Forme della Crisi
I Paesi dell’Euro vivranno il 2009 in recessione. Lo ha detto il commissario dell’Unione Europea agli affari economici e monetari Joaquin Almunia, che lo scorso 3 novembre aveva indicato una crescita dello 0,1% per il prossimo anno. Oggi Almunia sostiene che “i rischi che avevamo indicato si sono materializzati e dovremo rivedere le nostre precedenti stime in negativo”.
Intanto, l’agenzia Bloomberg, sostiene che le riserve valutarie della Russia sono scese ancora, in valore di 3,6 miliardi di dollari, l'ottava consecutiva in declino, con la banca centrale costretta a vendere divise estere per sostenere le quotazioni del rublo colpite dalla crisi.
La settimana precedente le riserve russe, le terze più grandi al mondo dopo quelle cinesi e giapponesi, erano scese di 21,9 miliardi di dollari. Dai massimi di quest'anno, segnati a 598,1 miliardi ad agosto, le riserve russe sono scese del 25%. Fra settembre e ottobre la banca centrale russa, che compra e vende valute per mantenere il cambio del rublo entro determinati limiti nei confronti del dollaro e l'euro, ha speso 57,5 miliardi di dollari per intervenire sul mercato. Lo scorso 20 novembre il primo ministro ed ex presidente russo Vladimir Putin ha ricordato che la Russia negli ultimi anni ha messo insieme ingenti riserve valutarie che verranno utilizzate per mantenere la stabilità valutaria, controllare l'inflazione e stabilizzare i tassi di cambio.
Ma in Italia cosa sta accadendo? I provvedimenti del Governo sono adeguati?
Le notizie delle cronache ci avvertono di nuove ampie fasce di povertà. I cosiddetti “nuovi poveri”, secondo un’indagine della Confederazione Italiana Agricoltori, rovistano tra gli scaffali otofrutticoli, comprano a sottocosto verso l'ora di chiusura dei mercati rionali, arrivano addirittura a rubare prodotti alimentari nei supermercati. Soprattutto gli anziani, secondo la Cia, vivono "una condizione di sempre maggiore precarietà e di grande difficoltà a causa del crescente costo della vita, in particolare dei rincari dei generi alimentari".

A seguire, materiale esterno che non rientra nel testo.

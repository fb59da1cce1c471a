//! The binary object model exchanged with the cluster.
//!
//! A [`Value`] is written to the wire as a one-byte type code followed by the
//! type's payload. Composite values come in two forms: [`ComplexObject`] is
//! the structured form with named fields that callers build, and
//! [`BinaryObject`] is the marshalled form with hashed field ids that comes
//! off the wire. A complex object is converted to its binary form before
//! serialization, so field access on received values is always by field id.

use uuid::Uuid;

use crate::binary::hash::{field_id, type_id};
use crate::binary::{BinaryReader, BinaryWriter};
use crate::error::{GridError, Result};
use crate::protocol::constants::*;

/// A single value in the binary object model.
#[derive(Debug, Clone, PartialEq)]
pub enum Value {
    /// Signed 8-bit integer.
    I8(i8),
    /// Signed 16-bit integer.
    I16(i16),
    /// Signed 32-bit integer.
    I32(i32),
    /// Signed 64-bit integer.
    I64(i64),
    /// 32-bit float.
    F32(f32),
    /// 64-bit float.
    F64(f64),
    /// Boolean.
    Bool(bool),
    /// UTF-8 string.
    String(String),
    /// 16-byte UUID.
    Uuid(Uuid),
    /// Raw byte array.
    Bytes(Vec<u8>),
    /// Structured object with named fields (marshalled on write).
    Complex(ComplexObject),
    /// Marshalled object with hashed field ids.
    Binary(BinaryObject),
}

impl Value {
    /// Returns the wire type code of this value.
    pub fn type_code(&self) -> i8 {
        match self {
            Value::I8(_) => TYPE_BYTE,
            Value::I16(_) => TYPE_SHORT,
            Value::I32(_) => TYPE_INT,
            Value::I64(_) => TYPE_LONG,
            Value::F32(_) => TYPE_FLOAT,
            Value::F64(_) => TYPE_DOUBLE,
            Value::Bool(_) => TYPE_BOOL,
            Value::String(_) => TYPE_STRING,
            Value::Uuid(_) => TYPE_UUID,
            Value::Bytes(_) => TYPE_BYTE_ARRAY,
            Value::Complex(_) => TYPE_COMPLEX_OBJECT,
            Value::Binary(_) => TYPE_BINARY_OBJECT,
        }
    }
}

impl From<i8> for Value {
    fn from(v: i8) -> Self {
        Value::I8(v)
    }
}

impl From<i16> for Value {
    fn from(v: i16) -> Self {
        Value::I16(v)
    }
}

impl From<i32> for Value {
    fn from(v: i32) -> Self {
        Value::I32(v)
    }
}

impl From<i64> for Value {
    fn from(v: i64) -> Self {
        Value::I64(v)
    }
}

impl From<f32> for Value {
    fn from(v: f32) -> Self {
        Value::F32(v)
    }
}

impl From<f64> for Value {
    fn from(v: f64) -> Self {
        Value::F64(v)
    }
}

impl From<bool> for Value {
    fn from(v: bool) -> Self {
        Value::Bool(v)
    }
}

impl From<&str> for Value {
    fn from(v: &str) -> Self {
        Value::String(v.to_string())
    }
}

impl From<String> for Value {
    fn from(v: String) -> Self {
        Value::String(v)
    }
}

impl From<Uuid> for Value {
    fn from(v: Uuid) -> Self {
        Value::Uuid(v)
    }
}

impl From<Vec<u8>> for Value {
    fn from(v: Vec<u8>) -> Self {
        Value::Bytes(v)
    }
}

impl From<ComplexObject> for Value {
    fn from(v: ComplexObject) -> Self {
        Value::Complex(v)
    }
}

impl From<BinaryObject> for Value {
    fn from(v: BinaryObject) -> Self {
        Value::Binary(v)
    }
}

/// A structured object with a type name and named fields.
///
/// Field order is preserved; it determines the marshalled layout and
/// therefore the object's content hash.
#[derive(Debug, Clone, PartialEq)]
pub struct ComplexObject {
    type_name: String,
    fields: Vec<(String, Value)>,
}

impl ComplexObject {
    /// Creates an object of the given type with no fields.
    pub fn new(type_name: impl Into<String>) -> Self {
        Self {
            type_name: type_name.into(),
            fields: Vec::new(),
        }
    }

    /// Adds or replaces a field, builder style.
    pub fn with_field(mut self, name: impl Into<String>, value: impl Into<Value>) -> Self {
        self.set_field(name, value);
        self
    }

    /// Adds or replaces a field.
    pub fn set_field(&mut self, name: impl Into<String>, value: impl Into<Value>) {
        let name = name.into();
        let value = value.into();
        if let Some(slot) = self.fields.iter_mut().find(|(n, _)| *n == name) {
            slot.1 = value;
        } else {
            self.fields.push((name, value));
        }
    }

    /// Returns a field's value by name.
    pub fn field(&self, name: &str) -> Option<&Value> {
        self.fields.iter().find(|(n, _)| n == name).map(|(_, v)| v)
    }

    /// Returns the type name.
    pub fn type_name(&self) -> &str {
        &self.type_name
    }

    /// Returns the hashed type id derived from the type name.
    pub fn type_id(&self) -> i32 {
        type_id(&self.type_name)
    }

    /// Marshals this object into its binary form with hashed field ids.
    pub fn to_binary(&self) -> BinaryObject {
        BinaryObject {
            type_id: self.type_id(),
            fields: self
                .fields
                .iter()
                .map(|(name, value)| (field_id(name), value.clone()))
                .collect(),
        }
    }
}

/// A marshalled object: a type id and fields keyed by hashed field id.
#[derive(Debug, Clone, PartialEq)]
pub struct BinaryObject {
    type_id: i32,
    fields: Vec<(i32, Value)>,
}

impl BinaryObject {
    /// Creates a binary object from a type id and field list.
    pub fn new(type_id: i32, fields: Vec<(i32, Value)>) -> Self {
        Self { type_id, fields }
    }

    /// Returns the type id.
    pub fn type_id(&self) -> i32 {
        self.type_id
    }

    /// Returns a field's value by hashed field id.
    pub fn field_by_id(&self, id: i32) -> Option<&Value> {
        self.fields.iter().find(|(fid, _)| *fid == id).map(|(_, v)| v)
    }

    /// Returns the fields in marshalled order.
    pub fn fields(&self) -> &[(i32, Value)] {
        &self.fields
    }
}

/// Writes a value as a type code followed by its payload.
pub fn write_object(w: &mut BinaryWriter, value: &Value) {
    w.write_i8(value.type_code());
    match value {
        Value::I8(v) => w.write_i8(*v),
        Value::I16(v) => w.write_i16(*v),
        Value::I32(v) => w.write_i32(*v),
        Value::I64(v) => w.write_i64(*v),
        Value::F32(v) => w.write_f32(*v),
        Value::F64(v) => w.write_f64(*v),
        Value::Bool(v) => w.write_bool(*v),
        Value::String(v) => w.write_string(v),
        Value::Uuid(v) => w.write_uuid(v),
        Value::Bytes(v) => w.write_bytes(v),
        Value::Complex(v) => write_object_body(w, &v.to_binary()),
        Value::Binary(v) => write_object_body(w, v),
    }
}

/// Writes an optional value; `None` becomes the null type code.
pub fn write_object_nullable(w: &mut BinaryWriter, value: Option<&Value>) {
    match value {
        Some(v) => write_object(w, v),
        None => w.write_i8(TYPE_NULL),
    }
}

pub(crate) fn write_object_body(w: &mut BinaryWriter, obj: &BinaryObject) {
    w.write_i32(obj.type_id);
    w.write_i32(obj.fields.len() as i32);
    for (id, value) in &obj.fields {
        w.write_i32(*id);
        write_object(w, value);
    }
}

/// Reads a value written by [`write_object`].
///
/// Composite payloads always come back in binary form; a null marker is an
/// error here (use [`read_object_nullable`] where null is legal).
pub fn read_object(r: &mut BinaryReader) -> Result<Value> {
    match read_object_nullable(r)? {
        Some(value) => Ok(value),
        None => Err(GridError::Serialization(
            "unexpected null where a value is required".to_string(),
        )),
    }
}

/// Reads an optional value written by [`write_object_nullable`].
pub fn read_object_nullable(r: &mut BinaryReader) -> Result<Option<Value>> {
    let code = r.read_i8()?;
    let value = match code {
        TYPE_NULL => return Ok(None),
        TYPE_BYTE => Value::I8(r.read_i8()?),
        TYPE_SHORT => Value::I16(r.read_i16()?),
        TYPE_INT => Value::I32(r.read_i32()?),
        TYPE_LONG => Value::I64(r.read_i64()?),
        TYPE_FLOAT => Value::F32(r.read_f32()?),
        TYPE_DOUBLE => Value::F64(r.read_f64()?),
        TYPE_BOOL => Value::Bool(r.read_bool()?),
        TYPE_STRING => Value::String(r.read_string()?),
        TYPE_UUID => Value::Uuid(r.read_uuid()?),
        TYPE_BYTE_ARRAY => Value::Bytes(r.read_bytes()?),
        TYPE_COMPLEX_OBJECT | TYPE_BINARY_OBJECT => Value::Binary(read_object_body(r)?),
        other => {
            return Err(GridError::Serialization(format!(
                "unknown type code {}",
                other
            )))
        }
    };
    Ok(Some(value))
}

fn read_object_body(r: &mut BinaryReader) -> Result<BinaryObject> {
    let type_id = r.read_i32()?;
    let field_count = r.read_i32()?;
    if field_count < 0 {
        return Err(GridError::Serialization(format!(
            "negative field count {}",
            field_count
        )));
    }
    let mut fields = Vec::with_capacity(field_count as usize);
    for _ in 0..field_count {
        let id = r.read_i32()?;
        let value = read_object(r)?;
        fields.push((id, value));
    }
    Ok(BinaryObject { type_id, fields })
}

Un esercito di più di un milione di persone, molti di cui anziani, ogni giorno si reca presso i centri di raccolta dei grandi mercati ortofrutticoli italiani e si mette in coda per recuperare gli scarti dei prodotti rimasti invenduti e impossibili ormai da vendere. Si aggiungono poi altri tre milioni di individui che verso l'ora di chiusura dei banchi ortofrutticoli rionali, soprattutto dalle 13.30 alle 14.00, comprano sottocosto prodotti che ormai i commercianti reputano di non smerciare più. Una lunga fila di poveri che l'Istat ha quantificato in totale in 7 milioni 542 mila, cioè il 12,8% dell'intera popolazione. In poco meno di cinque anni - secondo la confederazione agricola - sono cresciute del 35% le persone in difficoltà economiche e nell'impossibilità di acquistare prodotti alimentari quotidianamente. E molte sono ormai le famiglie che fanno i conti con la fatidica “quarta settimana”. Il calo dei consumi alimentari, stimato per il 2008, tra il 3,5 e il 5 per cento, è significativo di una situazione estremamente complessa, soprattutto nel Sud, dove la soglia di povertà arriva anche al 23%.